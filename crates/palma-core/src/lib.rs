pub mod config;
pub mod error;
pub mod events;
pub mod types;

pub use config::PalmaConfig;
pub use error::{PalmaError, Result};
pub use events::{EventBus, PalmaEvent};
pub use types::*;
#[cfg(test)]
mod tests {
    use super::*;
    use palma_core::Role;

    fn assistant_config(provider: &str) -> AssistantConfig {
        AssistantConfig {
            provider: provider.to_string(),
            ..AssistantConfig::default()
        }
    }

    #[test]
    fn test_provider_parsing() {
        assert_eq!("Ollama".parse::<Provider>().unwrap(), Provider::Ollama);
        assert_eq!(" groq ".parse::<Provider>().unwrap(), Provider::Groq);
        let err = "claude".parse::<Provider>().unwrap_err();
        assert!(matches!(err, ChatError::UnknownProvider(p) if p == "claude"));
    }

    #[test]
    fn test_build_ollama_uses_defaults() {
        let backend = build_backend_with(&assistant_config("ollama"), |_| None).unwrap();
        assert_eq!(backend.provider(), "ollama");
        assert_eq!(backend.model(), "llama3.2:3b");
    }

    #[test]
    fn test_build_openai_requires_key() {
        let err = build_backend_with(&assistant_config("openai"), |_| None)
            .err()
            .unwrap();
        assert!(matches!(err, ChatError::MissingApiKey("OPENAI_API_KEY")));

        let err = build_backend_with(&assistant_config("groq"), |_| Some("  ".to_string()))
            .err()
            .unwrap();
        assert!(matches!(err, ChatError::MissingApiKey("GROQ_API_KEY")));
    }

    #[test]
    fn test_build_groq_with_key_and_custom_model() {
        let config = AssistantConfig {
            provider: "groq".to_string(),
            model: "mixtral".to_string(),
            ..AssistantConfig::default()
        };
        let backend = build_backend_with(&config, |var| {
            (var == "GROQ_API_KEY").then(|| "gsk-test".to_string())
        })
        .unwrap();
        assert_eq!(backend.provider(), "groq");
        assert_eq!(backend.model(), "mixtral");
    }

    #[test]
    fn test_ollama_request_body() {
        let backend = OllamaBackend::new(
            "http://localhost:11434/",
            "llama3.2:3b",
            CompletionSettings {
                temperature: 0.5,
                max_tokens: 99,
            },
            Duration::from_secs(5),
        )
        .unwrap();
        assert_eq!(backend.base_url, "http://localhost:11434");

        let body = backend.request_body(&[ConversationTurn::user("olá")]);
        assert_eq!(body["stream"], false);
        assert_eq!(body["options"]["num_predict"], 99);
        assert_eq!(body["messages"][0]["role"], "user");
        assert_eq!(body["messages"][0]["content"], "olá");
    }

    #[test]
    fn test_openai_request_body() {
        let backend = OpenAiCompatibleBackend::new(
            Provider::OpenAi,
            Provider::OpenAi.default_base_url(),
            "sk-test",
            "gpt-4o-mini",
            CompletionSettings::default(),
            Duration::from_secs(5),
        )
        .unwrap();
        let system = ConversationTurn {
            role: Role::System,
            text: "seja breve".to_string(),
        };
        let body = backend.request_body(&[system, ConversationTurn::user("oi")]);
        assert_eq!(body["max_tokens"], 150);
        assert_eq!(body["messages"][0]["role"], "system");
        assert_eq!(body["messages"][1]["content"], "oi");
    }

    #[test]
    fn test_completion_response_parsing() {
        let raw = r#"{"choices":[{"index":0,"message":{"role":"assistant","content":"Olá!"}}]}"#;
        let parsed: CompletionResponse = serde_json::from_str(raw).unwrap();
        assert_eq!(parsed.choices[0].message.content, "Olá!");

        let raw = r#"{"model":"llama3.2:3b","message":{"role":"assistant","content":"Oi"},"done":true}"#;
        let parsed: OllamaResponse = serde_json::from_str(raw).unwrap();
        assert_eq!(parsed.message.content, "Oi");
    }

    #[test]
    fn test_blank_reply_is_an_error() {
        assert!(matches!(non_empty_reply("  ".to_string()), Err(ChatError::EmptyReply)));
        assert_eq!(non_empty_reply(" Oi ".to_string()).unwrap(), "Oi");
    }

    #[tokio::test]
    async fn test_mock_backend_script_then_fallback() {
        let backend = MockBackend::replying("padrão");
        backend.push_failure("offline");
        backend.push_reply("primeira");

        let turns = [ConversationTurn::user("oi")];
        assert!(backend.complete(&turns).await.is_err());
        assert_eq!(backend.complete(&turns).await.unwrap(), "primeira");
        assert_eq!(backend.complete(&turns).await.unwrap(), "padrão");
        assert_eq!(backend.call_count(), 3);
        assert_eq!(backend.requests().len(), 3);
    }
}
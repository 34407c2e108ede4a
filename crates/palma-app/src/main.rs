//! Palma application binary - composition root.
//!
//! 1. Load configuration from TOML and apply CLI/env overrides
//! 2. Build the collaborators (speech, recorder, commands, assistant)
//! 3. Load the voice model in the background
//! 4. Feed hand-tracker frames through the interaction engine at the
//!    configured frame rate until the tracker ends or Ctrl-C arrives
//! 5. Persist the conversation history

mod cli;
mod console;

use std::io::BufReader;
use std::path::{Path, PathBuf};
use std::sync::Arc;
use std::time::Duration;

use clap::Parser;
use tokio::sync::mpsc;
use tokio::sync::mpsc::error::TryRecvError;

use cli::CliArgs;
use palma_action::{CommandDispatcher, CommandLog, CommandTable, SystemEnvironment};
use palma_audio::{AudioArchive, AudioRecorder, SilentSpeech, SpeechOutput, SystemSpeech};
use palma_chat::{build_backend, ConversationProxy};
use palma_core::config::expand_home;
use palma_core::{EventBus, PalmaConfig, PalmaEvent};
use palma_gesture::{Frame, HandTracker, ReplayTracker};
use palma_interaction::{CaptureSettings, InteractionEngine, VoiceCaptureCoordinator};
use palma_whisper::WhisperConfig;

/// Upper bound on waiting for an in-flight cycle once the tracker ends.
const SHUTDOWN_GRACE: Duration = Duration::from_secs(30);

fn init_tracing(level: &str) {
    use tracing_subscriber::EnvFilter;

    tracing_subscriber::fmt()
        .with_env_filter(
            EnvFilter::try_from_default_env().unwrap_or_else(|_| EnvFilter::new(level)),
        )
        .init();
}

#[cfg(feature = "microphone")]
fn build_recorder(sample_rate: u32) -> Arc<dyn AudioRecorder> {
    match palma_audio::CpalRecorder::new(sample_rate) {
        Ok(recorder) => Arc::new(recorder),
        Err(e) => {
            tracing::warn!(error = %e, "No usable microphone; recording silence");
            Arc::new(palma_audio::MockRecorder::new(sample_rate))
        }
    }
}

#[cfg(not(feature = "microphone"))]
fn build_recorder(sample_rate: u32) -> Arc<dyn AudioRecorder> {
    tracing::warn!("Built without the `microphone` feature; recording silence");
    Arc::new(palma_audio::MockRecorder::new(sample_rate))
}

/// Load the transcription model off the primary loop and report the outcome.
#[cfg(feature = "whisper")]
async fn load_voice_model(config: WhisperConfig, capture: Arc<VoiceCaptureCoordinator>, events: EventBus) {
    use palma_whisper::WhisperService;

    let loaded = tokio::task::spawn_blocking(move || WhisperService::new(config)).await;
    let ready = match loaded {
        Ok(Ok(service)) => capture.install_transcriber(Arc::new(service)),
        Ok(Err(e)) => {
            tracing::error!(error = %e, "Voice model failed to load");
            capture.mark_unavailable();
            false
        }
        Err(e) => {
            tracing::error!(error = %e, "Voice model loader panicked");
            capture.mark_unavailable();
            false
        }
    };
    events.publish(PalmaEvent::VoiceModelStatus {
        ready,
        timestamp: chrono::Utc::now(),
    });
}

#[cfg(not(feature = "whisper"))]
async fn load_voice_model(config: WhisperConfig, capture: Arc<VoiceCaptureCoordinator>, events: EventBus) {
    tracing::warn!(
        model = %config.model_path.display(),
        "Built without the `whisper` feature; voice commands are disabled"
    );
    capture.mark_unavailable();
    events.publish(PalmaEvent::VoiceModelStatus {
        ready: false,
        timestamp: chrono::Utc::now(),
    });
}

fn open_tracker(replay: Option<&Path>, config: &PalmaConfig) -> palma_core::Result<ReplayTracker> {
    match replay {
        Some(path) => ReplayTracker::open(path, &config.tracking),
        None => Ok(ReplayTracker::new(
            BufReader::new(std::io::stdin()),
            &config.tracking,
        )),
    }
}

/// Poll the tracker on its own thread. The channel holds one frame so the
/// source is paced by the primary loop.
fn spawn_tracker(mut tracker: impl HandTracker + 'static) -> mpsc::Receiver<Frame> {
    let (tx, rx) = mpsc::channel(1);
    std::thread::spawn(move || loop {
        let frame = match tracker.next_frame() {
            Ok(frame) => frame,
            Err(e) => {
                tracing::warn!(error = %e, "Tracker frame dropped");
                Frame::Empty
            }
        };
        let done = frame == Frame::EndOfStream;
        if tx.blocking_send(frame).is_err() || done {
            break;
        }
    });
    rx
}

fn save_history(proxy: &ConversationProxy, path: &Path) {
    if proxy.message_count() == 0 {
        return;
    }
    match proxy.save(path) {
        Ok(()) => tracing::info!(path = %path.display(), "Conversation saved"),
        Err(e) => tracing::warn!(error = %e, "Failed to save conversation"),
    }
}

#[tokio::main]
async fn main() -> Result<(), Box<dyn std::error::Error>> {
    let args = CliArgs::parse();

    let config_path = args.resolve_config_path();
    let mut config = PalmaConfig::load_or_default(&config_path);
    args.apply(&mut config);

    init_tracing(&config.general.log_level);
    tracing::info!(config = %config_path.display(), "Palma starting");

    let data_dir: PathBuf = expand_home(&config.general.data_dir);
    std::fs::create_dir_all(&data_dir)?;

    let events = EventBus::new();
    tokio::spawn(console::render(events.subscribe()));

    let speech: Arc<dyn SpeechOutput> = if config.speech.enabled {
        Arc::new(SystemSpeech::new(&config.speech))
    } else {
        Arc::new(SilentSpeech)
    };

    let log = if config.commands.audit_log {
        CommandLog::with_file(data_dir.join("commands.jsonl"))
    } else {
        CommandLog::new()
    };
    let dispatcher = Arc::new(CommandDispatcher::new(
        CommandTable::default(),
        Arc::new(SystemEnvironment::new()),
        log,
        data_dir.join("screenshots"),
    ));

    let proxy = Arc::new(ConversationProxy::from_backend(
        build_backend(&config.assistant),
        config.assistant.system_prompt.clone(),
    ));
    let history_path = data_dir.join(&config.assistant.history_file);
    if history_path.exists() {
        match proxy.load(&history_path) {
            Ok(turns) => tracing::info!(turns, "Conversation restored"),
            Err(e) => tracing::warn!(error = %e, "Ignoring unreadable conversation history"),
        }
    }

    let mut coordinator = VoiceCaptureCoordinator::new(
        speech.clone(),
        build_recorder(config.voice.sample_rate),
        CaptureSettings::from(&config.voice),
    );
    if config.voice.save_audio {
        coordinator = coordinator.with_archive(AudioArchive::new(data_dir.join("audio")));
    }
    let capture = Arc::new(coordinator);

    tokio::spawn(load_voice_model(
        WhisperConfig::from_voice(&config.voice, &data_dir),
        capture.clone(),
        events.clone(),
    ));

    let mut engine = InteractionEngine::new(
        speech,
        dispatcher,
        proxy.clone(),
        capture,
        events.clone(),
    );

    let tracker = open_tracker(args.replay.as_deref(), &config)?;
    let mut frames = spawn_tracker(tracker);

    let frame_rate = config.tracking.frame_rate.max(1);
    let mut ticker = tokio::time::interval(Duration::from_secs(1) / frame_rate);
    ticker.set_missed_tick_behavior(tokio::time::MissedTickBehavior::Skip);

    let shutdown = tokio::signal::ctrl_c();
    tokio::pin!(shutdown);

    tracing::info!(frame_rate, "Primary loop started");

    loop {
        tokio::select! {
            _ = &mut shutdown => {
                tracing::info!("Interrupted");
                break;
            }
            _ = ticker.tick() => {
                match frames.try_recv() {
                    Ok(Frame::EndOfStream) | Err(TryRecvError::Disconnected) => {
                        tracing::info!("Tracker finished");
                        if tokio::time::timeout(SHUTDOWN_GRACE, engine.settle()).await.is_err() {
                            tracing::warn!("Cycle still running at shutdown");
                        }
                        break;
                    }
                    Ok(frame) => {
                        engine.observe(frame.observation());
                    }
                    // No new frame this tick.
                    Err(TryRecvError::Empty) => {}
                }
                engine.pump();
            }
        }
    }

    save_history(&proxy, &history_path);
    tracing::info!(state = %engine.state(), "Palma stopped");
    Ok(())
}
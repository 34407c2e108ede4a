//! Error types for recording, archiving and speech output.

use palma_core::PalmaError;

/// Errors from the audio collaborators.
#[derive(Debug, thiserror::Error)]
pub enum AudioError {
    #[error("no input device available")]
    NoDevice,
    #[error("audio stream error: {0}")]
    Stream(String),
    #[error("recorder is disabled: {0}")]
    Disabled(String),
    #[error("archive error: {0}")]
    Archive(String),
    #[error("speech output error: {0}")]
    Speech(String),
    #[error("io error: {0}")]
    Io(#[from] std::io::Error),
}

impl From<hound::Error> for AudioError {
    fn from(err: hound::Error) -> Self {
        AudioError::Archive(err.to_string())
    }
}

impl From<AudioError> for PalmaError {
    fn from(err: AudioError) -> Self {
        match err {
            AudioError::Speech(msg) => PalmaError::Speech(msg),
            AudioError::Io(e) => PalmaError::Io(e),
            other => PalmaError::Audio(other.to_string()),
        }
    }
}
//! Palma Gesture crate - Hand pose classification and edge-triggered actions.
//!
//! Turns per-frame hand geometry into a discrete `GestureLabel`, and a stream
//! of labels into the `InteractionAction`s consumed by the interaction state
//! machine. Also defines the hand-tracking collaborator seam and a replay
//! tracker that feeds recorded observations through it.

pub mod classifier;
pub mod debounce;
pub mod tracker;

pub use classifier::{classify, classify_fingers, finger_state};
pub use debounce::GestureDebouncer;
pub use tracker::{Frame, HandTracker, ReplayTracker};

----------------------------------------

### Problem requirements
Gather from the data above every line with the string "display".

### Solved exercise
        model = %config.model_path.display(),
        Ok(()) => tracing::info!(path = %path.display(), "Conversation saved"),
    tracing::info!(config = %config_path.display(), "Palma starting");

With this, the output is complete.